Mil horas antes que abrieran las puertas, las inmediaciones estaban abarrotadas de guachos de todas partes del país, que vitoreaban canciones y se abrazaban unos a otros como una gran comunidad -nosotros también-. Una liturgia única en la historia de nuestro rock, o al menos la primera a gran escala, en momentos en donde debíamos aferrarnos a algo que nos salve de todo el contexto de mierda. Y así pasaron las horas, hasta que a lo lejos, en medio de un tumulto, una masa verde comenzó a acercarse como una topadora
meta agite, desplegando el mejor colorido y aguante que hasta el momento habíamos presenciado: se trataba de la barra de San Miguel, de la localidad en la que casualmente estábamos parando. Entre el gentío, vimos a un loco que comenzó a manejar la batuta y organizó a los pibes como si estuvieran a punto de enfrentarse a las huestes de Sauron, pero no. La orquesta verdolaga se disponía a entrar primera ni bien dieran luz verde para el ingreso. Y fue con ellos que nos mandamos, no recuerdo por qué puerta, saltando y gritando como si fuésemos de la hinchada, aunque nosotros sí teníamos entrada. Esquivando garrotazos de milicos que se interponían a todo momento, sorteamos el control y llegamos a destino: el campo de Racing Club. Sí, yo hincha del rojo, entrando con “el trueno verde” a la cancha de los primos con el Negro bostero, en medio de los segundos mas zarpados de nuestra adolescencia, preparados para una de las más hermosas fiestas de nuestras vidas. Obvio que llegar primeros nos posibilitó anclarnos contra la valla, bien adelante. Todo muy lindo, pero hay que bancar la avalancha, no es sopa.

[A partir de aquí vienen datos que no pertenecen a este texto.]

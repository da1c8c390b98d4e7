// crates/foundry-bridge-aml/src/pipeline.rs
// ============================================================================
// Module: Pipeline Resolver
// Description: File-based resolver for pipeline job YAML definitions.
// Purpose: Load and parse a named pipeline definition before submission.
// Dependencies: foundry-bridge-core, serde_yaml
// ============================================================================

//! ## Overview
//! Resolves pipeline definition references to YAML files under a configured
//! root directory. References are untrusted: absolute paths and parent
//! traversal are rejected before any filesystem access. Resolution happens
//! before the bridge touches credentials or the network, so a bad reference
//! never consumes a session.

// ============================================================================
// SECTION: Imports
// ============================================================================

use std::path::Component;
use std::path::Path;
use std::path::PathBuf;

use foundry_bridge_core::PipelineDefinition;
use foundry_bridge_core::PipelineResolver;
use foundry_bridge_core::ResolveError;

// ============================================================================
// SECTION: Resolver
// ============================================================================

/// Resolver that loads definitions from files under a root directory.
///
/// # Invariants
/// - References never escape the root: absolute paths and `..` components
///   are rejected.
/// - Unreadable references resolve to [`ResolveError::NotFound`]; unparsable
///   content resolves to [`ResolveError::Invalid`].
#[derive(Debug, Clone)]
pub struct FilePipelineResolver {
    /// Root directory containing pipeline definitions.
    root: PathBuf,
}

impl FilePipelineResolver {
    /// Creates a resolver rooted at the given directory.
    #[must_use]
    pub fn new(root: impl Into<PathBuf>) -> Self {
        Self {
            root: root.into(),
        }
    }

    /// Returns the configured root directory.
    #[must_use]
    pub fn root(&self) -> &Path {
        &self.root
    }

    /// Validates a reference and joins it onto the root.
    fn safe_join(&self, reference: &str) -> Result<PathBuf, ResolveError> {
        if reference.is_empty() {
            return Err(ResolveError::NotFound(reference.to_string()));
        }
        let relative = Path::new(reference);
        if relative.is_absolute() {
            return Err(ResolveError::NotFound(reference.to_string()));
        }
        for component in relative.components() {
            match component {
                Component::Normal(_) => {}
                _ => return Err(ResolveError::NotFound(reference.to_string())),
            }
        }
        Ok(self.root.join(relative))
    }
}

impl PipelineResolver for FilePipelineResolver {
    fn resolve(&self, reference: &str) -> Result<PipelineDefinition, ResolveError> {
        let path = self.safe_join(reference)?;
        let raw = std::fs::read_to_string(&path)
            .map_err(|_| ResolveError::NotFound(reference.to_string()))?;
        serde_yaml::from_str(&raw).map_err(|err| ResolveError::Invalid {
            reference: reference.to_string(),
            reason: err.to_string(),
        })
    }
}
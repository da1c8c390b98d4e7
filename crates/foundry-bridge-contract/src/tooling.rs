// crates/foundry-bridge-contract/src/tooling.rs
// ============================================================================
// Module: Tool Contracts
// Description: The fixed five-tool surface and its input schemas.
// Purpose: Provide registry entries and listing definitions for the gateway.
// Dependencies: serde_json, crate::types
// ============================================================================

//! ## Overview
//! This module defines the canonical tool surface as an explicit, statically
//! constructed list. The registration-by-decoration pattern of the original
//! middleware is deliberately replaced with this table so the surface stays
//! enumerable and auditable.
//!
//! The order is intentional: it is preserved in tool listings to keep diffs
//! stable across releases. Append new tools at the end.

// ============================================================================
// SECTION: Imports
// ============================================================================

use serde_json::Value;
use serde_json::json;

use crate::types::ParamSpec;
use crate::types::ParamType;
use crate::types::ToolDefinition;
use crate::types::ToolDescriptor;
use crate::types::ToolName;

// ============================================================================
// SECTION: Tool Descriptors
// ============================================================================

/// Returns the canonical tool descriptors in listing order.
#[must_use]
pub fn tool_descriptors() -> Vec<ToolDescriptor> {
    vec![
        greet_descriptor(),
        add_numbers_descriptor(),
        run_aml_pipeline_descriptor(),
        list_aml_experiments_descriptor(),
        get_aml_job_status_descriptor(),
    ]
}

/// Builds the descriptor for `greet`.
fn greet_descriptor() -> ToolDescriptor {
    ToolDescriptor {
        name: ToolName::Greet,
        description: "Greet someone by name.",
        params: vec![ParamSpec::required("name", ParamType::String)],
    }
}

/// Builds the descriptor for `add_numbers`.
fn add_numbers_descriptor() -> ToolDescriptor {
    ToolDescriptor {
        name: ToolName::AddNumbers,
        description: "Add two numbers and return the sum with input metadata.",
        params: vec![
            ParamSpec::required("a", ParamType::Number),
            ParamSpec::required("b", ParamType::Number),
        ],
    }
}

/// Builds the descriptor for `run_aml_pipeline`.
fn run_aml_pipeline_descriptor() -> ToolDescriptor {
    ToolDescriptor {
        name: ToolName::RunAmlPipeline,
        description: "Submit an Azure ML pipeline job from a YAML definition reference.",
        params: vec![
            ParamSpec::required("pipeline_job_yaml", ParamType::String),
            ParamSpec::optional("payload", ParamType::Object, json!({})),
            ParamSpec::required("experiment_name", ParamType::String),
        ],
    }
}

/// Builds the descriptor for `list_aml_experiments`.
fn list_aml_experiments_descriptor() -> ToolDescriptor {
    ToolDescriptor {
        name: ToolName::ListAmlExperiments,
        description: "List experiments recorded in the Azure ML workspace.",
        params: Vec::new(),
    }
}

/// Builds the descriptor for `get_aml_job_status`.
fn get_aml_job_status_descriptor() -> ToolDescriptor {
    ToolDescriptor {
        name: ToolName::GetAmlJobStatus,
        description: "Fetch the current status of an Azure ML job by name.",
        params: vec![ParamSpec::required("job_name", ParamType::String)],
    }
}

// ============================================================================
// SECTION: Tool Definitions
// ============================================================================

/// Returns the tool definitions served by the listing endpoint.
#[must_use]
pub fn tool_definitions() -> Vec<ToolDefinition> {
    tool_descriptors()
        .into_iter()
        .map(|descriptor| ToolDefinition {
            name: descriptor.name,
            description: descriptor.description.to_string(),
            input_schema: input_schema(&descriptor),
        })
        .collect()
}

/// Builds the JSON Schema input shape for a descriptor.
fn input_schema(descriptor: &ToolDescriptor) -> Value {
    let mut properties = serde_json::Map::new();
    let mut required = Vec::new();
    for param in &descriptor.params {
        let mut property = serde_json::Map::new();
        property.insert("type".to_string(), json!(param.param_type.schema_type()));
        if let Some(default) = &param.default {
            property.insert("default".to_string(), default.clone());
        }
        properties.insert(param.name.to_string(), Value::Object(property));
        if param.required {
            required.push(json!(param.name));
        }
    }
    json!({
        "type": "object",
        "properties": properties,
        "required": required,
        "additionalProperties": false,
    })
}
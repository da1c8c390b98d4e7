// crates/foundry-bridge-core/src/types.rs
// ============================================================================
// Module: Core Types
// Description: Job, experiment, workspace, and pipeline definition shapes.
// Purpose: Provide canonical data shapes shared by the bridge and gateway.
// Dependencies: serde, serde_json
// ============================================================================

//! ## Overview
//! Canonical data shapes for Azure ML jobs and pipeline definitions. Job
//! handles are references into the external provider's job store; nothing in
//! this crate caches or mutates them.
//! Invariants:
//! - [`JobStatus`] parsing is lenient: unrecognized provider vocabulary maps
//!   to [`JobStatus::Unknown`], never to an error.
//! - [`AccessToken`] never exposes its secret through `Debug`.

// ============================================================================
// SECTION: Imports
// ============================================================================

use std::collections::BTreeMap;

use serde::Deserialize;
use serde::Serialize;
use serde_json::Value;

// ============================================================================
// SECTION: Job Status
// ============================================================================

/// Lifecycle status of a pipeline job as reported by the provider.
///
/// # Invariants
/// - Variants are stable for wire encoding and programmatic handling.
/// - Unrecognized provider strings parse to [`JobStatus::Unknown`].
#[derive(Debug, Clone, Copy, PartialEq, Eq, Serialize, Deserialize)]
pub enum JobStatus {
    /// Job accepted by the workspace but not yet started.
    Submitted,
    /// Job is executing.
    Running,
    /// Job finished successfully.
    Completed,
    /// Job finished with an error.
    Failed,
    /// Job was canceled before completion.
    Canceled,
    /// Provider reported a status outside the known vocabulary.
    Unknown,
}

impl JobStatus {
    /// Returns a stable label for the status.
    #[must_use]
    pub const fn as_str(self) -> &'static str {
        match self {
            Self::Submitted => "Submitted",
            Self::Running => "Running",
            Self::Completed => "Completed",
            Self::Failed => "Failed",
            Self::Canceled => "Canceled",
            Self::Unknown => "Unknown",
        }
    }

    /// Parses a provider status string into a known variant.
    ///
    /// Azure ML reports a wider vocabulary than the gateway exposes; queued
    /// and provisioning states collapse into [`JobStatus::Submitted`] and
    /// anything unrecognized becomes [`JobStatus::Unknown`].
    #[must_use]
    pub fn from_provider(raw: &str) -> Self {
        match raw {
            "Submitted" | "NotStarted" | "Starting" | "Preparing" | "Provisioning" | "Queued" => {
                Self::Submitted
            }
            "Running" | "Finalizing" => Self::Running,
            "Completed" => Self::Completed,
            "Failed" => Self::Failed,
            "Canceled" | "CancelRequested" => Self::Canceled,
            _ => Self::Unknown,
        }
    }
}

// ============================================================================
// SECTION: Job Handle
// ============================================================================

/// Reference to a job in the external workspace's job store.
///
/// # Invariants
/// - Produced by submit or status operations; never cached locally.
/// - `job_name` is the stable lookup key for later status queries.
#[derive(Debug, Clone, PartialEq, Eq, Serialize, Deserialize)]
pub struct JobHandle {
    /// Workspace-unique job name.
    pub job_name: String,
    /// Provider-assigned job identifier (ARM resource id or equivalent).
    pub job_id: String,
    /// Last observed job status.
    pub status: JobStatus,
}

/// Summary of an experiment derived from the workspace's job history.
///
/// # Invariants
/// - `name` is unique within a listing.
#[derive(Debug, Clone, PartialEq, Eq, Serialize, Deserialize)]
pub struct ExperimentSummary {
    /// Experiment name.
    pub name: String,
    /// Optional experiment description when the provider supplies one.
    pub description: Option<String>,
}

// ============================================================================
// SECTION: Workspace Coordinates
// ============================================================================

/// Coordinates identifying one Azure ML workspace.
///
/// # Invariants
/// - All fields are non-empty when built through configuration loading.
#[derive(Debug, Clone, PartialEq, Eq, Serialize, Deserialize)]
pub struct WorkspaceCoordinates {
    /// Azure subscription identifier.
    pub subscription_id: String,
    /// Resource group containing the workspace.
    pub resource_group: String,
    /// Workspace name.
    pub workspace_name: String,
}

// ============================================================================
// SECTION: Access Token
// ============================================================================

/// Bearer token resolved by a credential provider.
///
/// # Invariants
/// - The secret is redacted from `Debug` output.
#[derive(Clone, PartialEq, Eq)]
pub struct AccessToken {
    /// Raw bearer token value.
    secret: String,
}

impl AccessToken {
    /// Wraps a raw bearer token value.
    #[must_use]
    pub const fn new(secret: String) -> Self {
        Self {
            secret,
        }
    }

    /// Returns the raw token for use in an `Authorization` header.
    #[must_use]
    pub fn secret(&self) -> &str {
        &self.secret
    }
}

impl std::fmt::Debug for AccessToken {
    fn fmt(&self, f: &mut std::fmt::Formatter<'_>) -> std::fmt::Result {
        f.debug_struct("AccessToken").field("secret", &"<redacted>").finish()
    }
}

// ============================================================================
// SECTION: Pipeline Definition
// ============================================================================

/// Parsed pipeline job definition loaded from YAML.
///
/// # Invariants
/// - `inputs` holds the pipeline's declared inputs verbatim; payload keys are
///   passed through without local validation (provider-defined behavior).
#[derive(Debug, Clone, PartialEq, Eq, Serialize, Deserialize, Default)]
pub struct PipelineDefinition {
    /// Optional display name for submitted jobs.
    #[serde(default)]
    pub display_name: Option<String>,
    /// Experiment name pinned by the definition, if any.
    #[serde(default)]
    pub experiment_name: Option<String>,
    /// Declared pipeline inputs keyed by input name.
    #[serde(default)]
    pub inputs: BTreeMap<String, Value>,
}
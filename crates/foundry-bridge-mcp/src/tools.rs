// crates/foundry-bridge-mcp/src/tools.rs
// ============================================================================
// Module: Tool Router
// Description: Closed dispatch table routing tool calls to handlers.
// Purpose: Validate parameters and invoke local or enterprise handlers.
// Dependencies: foundry-bridge-contract, foundry-bridge-core, serde_json
// ============================================================================

//! ## Overview
//! The router is an explicit dispatch table built at startup from the fixed
//! tool registry. Dispatch is strictly linear: resolve the tool name, validate
//! parameters against the descriptor, invoke the handler, wrap the outcome in
//! the normalized envelope. An unknown name never reaches a handler; a
//! parameter violation names the offending field; bridge error kinds pass
//! through unchanged. Nothing in this module is fatal to the process.
//!
//! Security posture: tool parameters are untrusted input and are validated
//! against the contract before any handler runs.

// ============================================================================
// SECTION: Imports
// ============================================================================

use std::collections::BTreeMap;
use std::str::FromStr;
use std::sync::Arc;

use foundry_bridge_contract::ParamType;
use foundry_bridge_contract::ToolDescriptor;
use foundry_bridge_contract::ToolName;
use foundry_bridge_contract::tool_descriptors;
use foundry_bridge_core::EnterpriseBridge;
use foundry_bridge_core::GatewayError;
use foundry_bridge_core::ToolRequest;
use foundry_bridge_core::ToolResponse;
use serde_json::Map;
use serde_json::Number;
use serde_json::Value;
use serde_json::json;

// ============================================================================
// SECTION: Router
// ============================================================================

/// Closed dispatch table over the five registered tools.
///
/// # Invariants
/// - The registry is built once from [`tool_descriptors`] and immutable
///   thereafter; lookups are case-sensitive exact matches.
/// - No handler runs before its parameters validate.
pub struct ToolRouter {
    /// Descriptor registry keyed by tool name.
    registry: BTreeMap<ToolName, ToolDescriptor>,
    /// Enterprise bridge handling the Azure ML operations.
    bridge: Arc<dyn EnterpriseBridge>,
}

impl ToolRouter {
    /// Builds the router over the fixed registry and the given bridge.
    #[must_use]
    pub fn new(bridge: Arc<dyn EnterpriseBridge>) -> Self {
        let registry = tool_descriptors()
            .into_iter()
            .map(|descriptor| (descriptor.name, descriptor))
            .collect();
        Self {
            registry,
            bridge,
        }
    }

    /// Dispatches one tool request and wraps the outcome in the envelope.
    pub async fn dispatch(&self, request: &ToolRequest) -> ToolResponse {
        match self.route(request).await {
            Ok(result) => ToolResponse::success(result),
            Err(err) => ToolResponse::failure(&err),
        }
    }

    /// Resolves, validates, and invokes; errors carry the gateway kind.
    async fn route(&self, request: &ToolRequest) -> Result<Value, GatewayError> {
        let name = ToolName::from_str(&request.tool_name).map_err(|_| GatewayError::UnknownTool {
            name: request.tool_name.clone(),
        })?;
        let descriptor = self.registry.get(&name).ok_or_else(|| GatewayError::UnknownTool {
            name: request.tool_name.clone(),
        })?;
        let params = validate_parameters(descriptor, &request.parameters)?;
        match name {
            ToolName::Greet => greet(&params),
            ToolName::AddNumbers => add_numbers(&params),
            ToolName::RunAmlPipeline => self.run_pipeline(&params).await,
            ToolName::ListAmlExperiments => self.list_experiments().await,
            ToolName::GetAmlJobStatus => self.job_status(&params).await,
        }
    }

    /// Handles `run_aml_pipeline`.
    async fn run_pipeline(&self, params: &Map<String, Value>) -> Result<Value, GatewayError> {
        let reference = str_param(params, "pipeline_job_yaml")?;
        let experiment_name = str_param(params, "experiment_name")?;
        let payload = object_param(params, "payload")?;
        let handle = self.bridge.submit_pipeline(reference, &payload, experiment_name).await?;
        let message = format!("pipeline job {} submitted", handle.job_name);
        Ok(json!({
            "status": "submitted",
            "job": {
                "job_name": handle.job_name,
                "job_id": handle.job_id,
                "status": handle.status.as_str(),
            },
            "message": message,
        }))
    }

    /// Handles `list_aml_experiments`.
    async fn list_experiments(&self) -> Result<Value, GatewayError> {
        let experiments = self.bridge.list_experiments().await?;
        let count = experiments.len();
        Ok(json!({
            "status": "success",
            "experiments": experiments,
            "count": count,
        }))
    }

    /// Handles `get_aml_job_status`.
    async fn job_status(&self, params: &Map<String, Value>) -> Result<Value, GatewayError> {
        let job_name = str_param(params, "job_name")?;
        if job_name.is_empty() {
            return Err(GatewayError::invalid_parameter("job_name", "must not be empty"));
        }
        let handle = self.bridge.get_job_status(job_name).await?;
        Ok(json!({
            "job_name": handle.job_name,
            "job_id": handle.job_id,
            "status": handle.status.as_str(),
        }))
    }
}

// ============================================================================
// SECTION: Parameter Validation
// ============================================================================

/// Validates supplied parameters against a descriptor.
///
/// Unknown keys are rejected, required parameters must be present, optional
/// parameters receive their defaults, and every value must match the declared
/// category.
///
/// # Errors
///
/// Returns [`GatewayError::InvalidParameters`] naming the offending field.
fn validate_parameters(
    descriptor: &ToolDescriptor,
    supplied: &Map<String, Value>,
) -> Result<Map<String, Value>, GatewayError> {
    for key in supplied.keys() {
        if !descriptor.params.iter().any(|spec| spec.name == key) {
            return Err(GatewayError::invalid_parameter(key, "not a parameter of this tool"));
        }
    }
    let mut validated = Map::new();
    for spec in &descriptor.params {
        match supplied.get(spec.name) {
            Some(value) => {
                if !matches_type(spec.param_type, value) {
                    return Err(GatewayError::invalid_parameter(
                        spec.name,
                        format!("expected a {} value", spec.param_type.schema_type()),
                    ));
                }
                validated.insert(spec.name.to_string(), value.clone());
            }
            None => match &spec.default {
                Some(default) => {
                    validated.insert(spec.name.to_string(), default.clone());
                }
                None => {
                    if spec.required {
                        return Err(GatewayError::invalid_parameter(
                            spec.name,
                            "missing required parameter",
                        ));
                    }
                }
            },
        }
    }
    Ok(validated)
}

/// Returns true when the value matches the declared category.
fn matches_type(param_type: ParamType, value: &Value) -> bool {
    match param_type {
        ParamType::String => value.is_string(),
        ParamType::Number => value.is_number(),
        ParamType::Object => value.is_object(),
    }
}

/// Extracts a validated string parameter.
fn str_param<'a>(params: &'a Map<String, Value>, name: &str) -> Result<&'a str, GatewayError> {
    params
        .get(name)
        .and_then(Value::as_str)
        .ok_or_else(|| GatewayError::invalid_parameter(name, "expected a string value"))
}

/// Extracts a validated numeric parameter as f64.
fn f64_param(params: &Map<String, Value>, name: &str) -> Result<f64, GatewayError> {
    params
        .get(name)
        .and_then(Value::as_f64)
        .ok_or_else(|| GatewayError::invalid_parameter(name, "expected a number value"))
}

/// Extracts a validated object parameter.
fn object_param(
    params: &Map<String, Value>,
    name: &str,
) -> Result<Map<String, Value>, GatewayError> {
    params
        .get(name)
        .and_then(Value::as_object)
        .cloned()
        .ok_or_else(|| GatewayError::invalid_parameter(name, "expected an object value"))
}

// ============================================================================
// SECTION: Local Handlers
// ============================================================================

/// Greets the caller by name.
fn greet(params: &Map<String, Value>) -> Result<Value, GatewayError> {
    let name = str_param(params, "name")?;
    if name.is_empty() {
        return Err(GatewayError::invalid_parameter("name", "must not be empty"));
    }
    Ok(Value::String(format!(
        "Hello, {name}! Welcome to the MCP Foundry ML integration."
    )))
}

/// Adds two numbers and reports the operation performed.
fn add_numbers(params: &Map<String, Value>) -> Result<Value, GatewayError> {
    let a = f64_param(params, "a")?;
    let b = f64_param(params, "b")?;
    let sum = a + b;
    Ok(json!({
        "sum": number_value(sum),
        "inputs": {"a": number_value(a), "b": number_value(b)},
        "operation": format!("{} + {} = {}", format_number(a), format_number(b), format_number(sum)),
    }))
}

/// Renders a number without a fractional part when it is integral.
fn format_number(value: f64) -> String {
    if is_integral(value) {
        #[allow(
            clippy::cast_possible_truncation,
            reason = "Integrality and range are checked before the cast."
        )]
        return format!("{}", value as i64);
    }
    format!("{value}")
}

/// Emits an integer JSON number for integral values, a float otherwise.
fn number_value(value: f64) -> Value {
    if is_integral(value) {
        #[allow(
            clippy::cast_possible_truncation,
            reason = "Integrality and range are checked before the cast."
        )]
        return Value::Number(Number::from(value as i64));
    }
    Number::from_f64(value).map_or(Value::Null, Value::Number)
}

/// Returns true when the value is finite, integral, and fits in i64.
fn is_integral(value: f64) -> bool {
    value.is_finite() && value.fract() == 0.0 && value.abs() < 9_007_199_254_740_992.0
}

#[cfg(test)]
mod tests;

Los bomberos resultaron los salvadores de la cita, cuando apostados en los alambrados comenzaron a manguerear a esos miles de cuerpos humeantes, para extinguir momentáneamente el calorón de la marea humana que, a esa altura. ya era una pileta que hervía. El resto ya es súper conocido, una banda que salió a comerse el escenario con un disco futurista que interpretó muy bien lo que se acercaba; pantallas que proyectaban imágenes que luego ¿serían causantes? de la separación y saraza. FIESTA ÚNICA E IRREPETIBLE en nuestras vidas, el kilómetro cero para nosotros, una peregrinación que culminaría en 2001, antes que el ispa vuele por los aires.
La salida fue digna de una crónica de Symns. No había manera de salir de Avellaneda, no pasaban bondis, obvio no había servicio de trenes y con toda la adrenalina encima, corrimos por la autopista y nos colgamos de un camión que estaba momentáneamente parado, esos que transportan combustible. Alcanzamos a agarrarnos de la escalerita que asoma en la parte trasera y así fuimos hasta Barracas y de ahí a Retiro, y de ahí a San Miguel y de ahí a Punta Alta, para seguir de rola. 
 

 

 
Gracias por ese último bondi a Finesterre Redondos!